Meeting of the waters Manaus – (Regular service)
ABOUT THE TOUR
The Meeting of the Waters is a phenomenon that happens in the Amazon after the confluence of the Amazon River, muddy water, with the Solimões River, black water. During a six kilometers stretch (which reaches 22km at certain times), the two rivers stand side by side without mixing their waters, due to the different densities and speeds. It is a very interesting scenario to watch, take pictures and tell the story. Meeting of the waters Manaus
A sunny day is ideal to observe the meeting, as well as the coloring of rivers is more visible.
About the region
The Amazon Rio Negro river is the largest left tributary of the Amazon, the largest blackwater river in the world, and one of the world’s ten largest rivers in average discharge. It has its sources along the watershed between the Orinoco and the Amazon basins, and also connects with canals in southern Venezuela. In Colombia, where the Rio Negro’s sources are located, it is called the Guainía River. Meeting of the waters Manaus
The Rio Negro joins with the Rio Solimões to form the Amazon River South of Manaus, Brazil.
The Anavilhanas National Park is a Brazilian conservation unit protection. In the state of Amazonas, with land distributed by the municipalities of Iranduba, Manaus and Novo Airão.
Covering about 400 islands, the park is located in the Rio Negro river, near the Jau National Park. It was originally created as Ecological Station, with an area of 350,018 ha. In October 2008, it was re-categorized as a National Park. His administration now rests with the Chico Mendes Institute for Biodiversity Conservation (ICMBio).
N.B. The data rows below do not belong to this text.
impl Database {
    /// Creates an empty database.
    pub fn new() -> Self {
        Self {
            tables: BTreeMap::new(),
            total_generation: 0,
            next_table_id: 1,
            transactions: TransactionManager::new(),
        }
    }

    /// Gets a table by name.
    pub fn table(&self, name: &str) -> Option<&Table> {
        self.tables.get(&table_key(name))
    }

    /// Gets a table by name or fails with `42P01`.
    pub fn get_table(&self, name: &str) -> Result<&Table> {
        self.table(name).ok_or_else(|| Error::table_not_found(name))
    }

    /// Checks if a table exists.
    pub fn has_table(&self, name: &str) -> bool {
        self.tables.contains_key(&table_key(name))
    }

    /// Returns all table names in key order.
    pub fn table_names(&self) -> Vec<&str> {
        self.tables.values().map(|t| t.name()).collect()
    }

    /// Returns the number of tables.
    pub fn table_count(&self) -> usize {
        self.tables.len()
    }

    /// Database-wide generation, incremented with every table mutation.
    pub fn total_generation(&self) -> u64 {
        self.total_generation
    }

    /// Current generation of a table.
    pub fn generation(&self, name: &str) -> Option<u64> {
        self.table(name).map(|t| t.generation())
    }

    /// Tables holding a foreign key that references `parent`, with that key.
    pub fn referencing(&self, parent: &str) -> Vec<(&Table, &ForeignKey)> {
        self.tables
            .values()
            .flat_map(|t| {
                t.schema()
                    .foreign_keys()
                    .iter()
                    .filter(|fk| fk.parent_table.eq_ignore_ascii_case(parent))
                    .map(move |fk| (t, fk))
            })
            .collect()
    }

    /// Transaction state.
    pub fn transaction_state(&self) -> TransactionState {
        self.transactions.state()
    }

    /// Returns true inside a transaction.
    pub fn in_transaction(&self) -> bool {
        self.transactions.is_active()
    }

    /// Transaction nesting depth.
    pub fn transaction_depth(&self) -> usize {
        self.transactions.depth()
    }

    /// The transaction manager.
    pub fn transactions(&self) -> &TransactionManager {
        &self.transactions
    }

    // ---- DDL ----

    /// Creates a table.
    pub fn create_table(&mut self, schema: TableSchema) -> Result<TableId> {
        if self.has_table(schema.name()) {
            return Err(Error::table_exists(schema.name()));
        }
        for fk in schema.foreign_keys() {
            let parent_schema = if fk.parent_table.eq_ignore_ascii_case(schema.name()) {
                &schema
            } else {
                self.get_table(&fk.parent_table)?.schema()
            };
            if parent_schema.column_index(&fk.parent_column).is_none() {
                return Err(Error::column_not_found(fk.parent_column.as_str()));
            }
        }
        let id = self.next_table_id;
        self.next_table_id += 1;
        let table = Table::new(id, schema);
        debug!(table = table.name(), id, "create table");
        self.tables.insert(table_key(table.name()), table);
        self.total_generation += 1;
        Ok(id)
    }

    /// Drops a table. Fails while another table references it.
    pub fn drop_table(&mut self, name: &str) -> Result<()> {
        let key = table_key(name);
        let table = self.tables.get(&key).ok_or_else(|| Error::table_not_found(name))?;
        if let Some((child, fk)) = self
            .referencing(name)
            .into_iter()
            .find(|(child, _)| child.id() != table.id())
        {
            return Err(Error::foreign_key(
                fk.name.as_str(),
                format!("table \"{}\" is referenced by \"{}\"", name, child.name()),
            ));
        }
        self.transactions.protect(table);
        self.tables.remove(&key);
        self.total_generation += 1;
        Ok(())
    }

    /// Creates an index on one column.
    pub fn create_index(&mut self, table: &str, column: &str, unique: bool) -> Result<()> {
        let col = self.column_position(table, column)?;
        self.mutate(table, Some(&[]), |t| t.add_index(col, unique))
    }

    /// Renames a table, retargeting foreign keys that reference it.
    pub fn rename_table(&mut self, old: &str, new: &str) -> Result<()> {
        if self.has_table(new) {
            return Err(Error::table_exists(new));
        }
        let children: Vec<String> = self
            .referencing(old)
            .into_iter()
            .map(|(c, _)| String::from(c.name()))
            .collect();
        let new_name = String::from(new);
        self.mutate(old, Some(&[]), |t| {
            t.rename(&new_name);
            Ok(())
        })?;
        if let Some(table) = self.tables.remove(&table_key(old)) {
            self.tables.insert(table_key(new), table);
        }
        for child in children {
            let child = if child.eq_ignore_ascii_case(old) { new_name.clone() } else { child };
            self.mutate(&child, Some(&[]), |t| {
                t.schema_mut().retarget_foreign_keys(old, new);
                Ok(())
            })?;
        }
        Ok(())
    }

    /// Changes a column's type, converting every stored value.
    pub fn alter_column_type(&mut self, table: &str, column: &str, data_type: DataType) -> Result<()> {
        let col = self.column_position(table, column)?;
        self.mutate(table, Some(&[col]), |t| t.alter_column_type(col, data_type))
    }

    // ---- DML ----

    /// Inserts full-width rows. All rows are validated before any is stored.
    pub fn insert(&mut self, table: &str, rows: Vec<Vec<Value>>) -> Result<usize> {
        let prepared = self.prepare_rows(table, rows)?;
        self.mutate(table, None, |t| t.insert_rows(prepared))
    }

    /// Loads a batch of rows with a single generation bump.
    pub fn bulk_load<I>(&mut self, table: &str, rows: I) -> Result<usize>
    where
        I: IntoIterator<Item = Vec<Value>>,
    {
        let rows: Vec<Vec<Value>> = rows.into_iter().collect();
        let count = rows.len();
        let prepared = self.prepare_rows(table, rows)?;
        debug!(table, rows = count, "bulk load");
        self.mutate(table, None, |t| t.insert_rows(prepared))
    }

    /// Updates rows. `f` returns the new full row for rows to change, `None` to skip.
    pub fn update<F>(&mut self, table: &str, mut f: F) -> Result<usize>
    where
        F: FnMut(&Row) -> Result<Option<Vec<Value>>>,
    {
        let target = self.get_table(table)?;
        let mut updates = Vec::new();
        let mut touched = alloc::vec![false; target.schema().width()];
        for (pos, row) in target.rows().iter().enumerate() {
            if let Some(values) = f(row)? {
                let new_row = target.coerce_row(values)?;
                for (c, flag) in touched.iter_mut().enumerate() {
                    *flag |= row.get(c) != new_row.get(c);
                }
                updates.push((pos, new_row));
            }
        }
        ConstraintChecker::check_foreign_keys_for_update(self, target, &updates)?;
        let columns: Vec<usize> = touched
            .iter()
            .enumerate()
            .filter(|(_, t)| **t)
            .map(|(c, _)| c)
            .collect();
        self.mutate(table, Some(&columns), |t| t.replace_rows(updates))
    }

    /// Deletes rows matching `f`, applying referential actions.
    pub fn delete<F>(&mut self, table: &str, mut f: F) -> Result<usize>
    where
        F: FnMut(&Row) -> Result<bool>,
    {
        let target = self.get_table(table)?;
        let mut positions = Vec::new();
        for (pos, row) in target.rows().iter().enumerate() {
            if f(row)? {
                positions.push(pos);
            }
        }
        let count = positions.len();
        let effects = ConstraintChecker::plan_delete(self, table, &positions)?;
        for effect in effects {
            self.apply_effect(effect)?;
        }
        Ok(count)
    }

    /// Removes all rows of a table.
    pub fn truncate(&mut self, table: &str) -> Result<usize> {
        let target = self.get_table(table)?;
        for (child, fk) in self.referencing(table) {
            if child.id() == target.id() {
                continue;
            }
            let col = child
                .schema()
                .column_index(&fk.child_column)
                .ok_or_else(|| Error::column_not_found(fk.child_column.as_str()))?;
            if child.rows().iter().any(|r| r.get(col).is_some_and(|v| !v.is_null())) {
                return Err(Error::foreign_key(
                    fk.name.as_str(),
                    format!("table \"{}\" references \"{}\"", child.name(), table),
                ));
            }
        }
        self.mutate(table, None, |t| Ok(t.truncate()))
    }

    // ---- transactions ----

    /// Begins a (possibly nested) transaction.
    pub fn begin(&mut self) -> TransactionId {
        self.transactions.begin(self.tables.values())
    }

    /// Commits the innermost transaction.
    pub fn commit(&mut self) -> Result<()> {
        self.transactions.commit().map(|_| ())
    }

    /// Rolls back the innermost transaction.
    pub fn rollback(&mut self) -> Result<()> {
        let snapshot = self.transactions.rollback()?;
        let tables = core::mem::take(&mut self.tables);
        self.tables = snapshot.restore(tables);
        self.total_generation += 1;
        Ok(())
    }

    // ---- internals ----

    /// The single mutation path: protect, apply, bump generations.
    fn mutate<R>(
        &mut self,
        name: &str,
        columns: Option<&[usize]>,
        f: impl FnOnce(&mut Table) -> Result<R>,
    ) -> Result<R> {
        let table = self
            .tables
            .get_mut(&table_key(name))
            .ok_or_else(|| Error::table_not_found(name))?;
        self.transactions.protect(table);
        let out = f(table)?;
        table.bump_generation(columns);
        self.total_generation += 1;
        Ok(out)
    }

    fn apply_effect(&mut self, effect: ReferentialEffect) -> Result<()> {
        match effect {
            ReferentialEffect::Delete { table, positions } => {
                if positions.is_empty() {
                    return Ok(());
                }
                let positions: Vec<usize> = positions.into_iter().collect();
                self.mutate(&table, None, |t| Ok(t.delete_positions(&positions)))?;
            }
            ReferentialEffect::SetNull {
                table,
                column,
                positions,
            } => {
                let target = self.get_table(&table)?;
                let updates: Vec<(usize, Row)> = positions
                    .into_iter()
                    .map(|p| {
                        let mut row = target.rows()[p].clone();
                        row.values_mut()[column] = Value::Null;
                        (p, row)
                    })
                    .collect();
                self.mutate(&table, Some(&[column]), |t| t.replace_rows(updates))?;
            }
        }
        Ok(())
    }

    fn prepare_rows(&self, table: &str, rows: Vec<Vec<Value>>) -> Result<Vec<Row>> {
        let target = self.get_table(table)?;
        let rows = rows
            .into_iter()
            .map(|values| target.coerce_row(values))
            .collect::<Result<Vec<_>>>()?;
        ConstraintChecker::check_foreign_keys_for_insert(self, target.schema(), &rows)?;
        Ok(rows)
    }

    fn column_position(&self, table: &str, column: &str) -> Result<usize> {
        self.get_table(table)?
            .schema()
            .column_index(column)
            .ok_or_else(|| Error::column_not_found(column))
    }
}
The area of the unit is in the public domain and visits are only allowed for educational purpose.
The region has a unique ecosystem, with beautiful scenery, endemic species and peculiar training.
One of the natural wonders of Brazil. Admittedly, Brazil is not a country lacking in things both natural and wonderful, but the Meeting Of The Waters is one of the most unmissable.
This is the point where two tributaries of the River Amazon, each of distinctly different hue, converge – only to stage a stand-off of sorts. One, the Rio Solimoes, is a light sandy colour. Its rival the Rio Negro may not be as black as its name suggests (it looks like tea without milk), but is the darker of the pair, owing to the leaves and dead foliage it picks up on its route down from the Andes.